Exercise data Start Marker
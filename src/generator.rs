use crate::CayleyTable;
use crate::replacement_graph::ReplacementGraphState;
use rand::Rng;

/// Parameters for the replacement-graph generator.
#[derive(Debug, Clone, Default)]
pub struct GeneratorParams {
    /// Displacement steps one attempt at a row may spend on conflict repair
    /// before the row is started over from its initial state.
    ///
    /// If `None`, uses 8×n². Repair chains are short in practice, so the
    /// budget is only reached on rare unlucky walks.
    pub repair_budget: Option<usize>,
}

impl GeneratorParams {
    fn budget_for(&self, n: usize) -> usize {
        self.repair_budget
            .unwrap_or_else(|| n.saturating_mul(n).saturating_mul(8))
    }
}

/// Generates a random Latin square of order `n` row by row.
///
/// Conflicts are repaired with the sequential replacement-graph method, so no
/// committed row is ever undone. The output is deterministic given the same
/// RNG state and parameters.
///
/// # Panics
/// Panics if:
/// - `n == 0`
/// - `repair_budget` is `Some(0)`
pub fn generate<R: Rng + ?Sized>(n: usize, rng: &mut R, params: &GeneratorParams) -> CayleyTable {
    assert!(n >= 1, "n must be at least 1");
    let budget = params.budget_for(n);
    assert!(budget >= 1, "repair_budget must be positive");

    let mut state = ReplacementGraphState::new(n, budget);
    while !state.is_complete() {
        state.fill_row(rng);
    }
    state.into_table()
}

/// An iterator that produces independent random Latin squares of one order.
///
/// # Example
///
/// ```
/// use latin_quasigroup::{Generator, GeneratorParams};
/// use rand_chacha::ChaCha20Rng;
/// use rand::SeedableRng;
///
/// let rng = ChaCha20Rng::seed_from_u64(0);
/// let generator = Generator::new(7, rng, GeneratorParams::default());
///
/// for table in generator.take(10) {
///     assert!(table.is_latin());
/// }
/// ```
pub struct Generator<R> {
    n: usize,
    rng: R,
    params: GeneratorParams,
}

impl<R: Rng> Generator<R> {
    /// Create a new generator for tables of order `n`.
    ///
    /// # Panics
    /// Panics if:
    /// - `n == 0`
    /// - `repair_budget` is `Some(0)`
    pub fn new(n: usize, rng: R, params: GeneratorParams) -> Self {
        assert!(n >= 1, "n must be at least 1");
        assert!(
            params.budget_for(n) >= 1,
            "repair_budget must be positive"
        );
        Self { n, rng, params }
    }
}

impl<R: Rng> Iterator for Generator<R> {
    type Item = CayleyTable;

    fn next(&mut self) -> Option<Self::Item> {
        Some(generate(self.n, &mut self.rng, &self.params))
    }
}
Exercise data End Marker
- _Action item_: Show all lines from the listing above in which "random" appears.

- _Reply to the exercise_:
/// Generates a random Latin square of order `n` row by row.
/// An iterator that produces independent random Latin squares of one order.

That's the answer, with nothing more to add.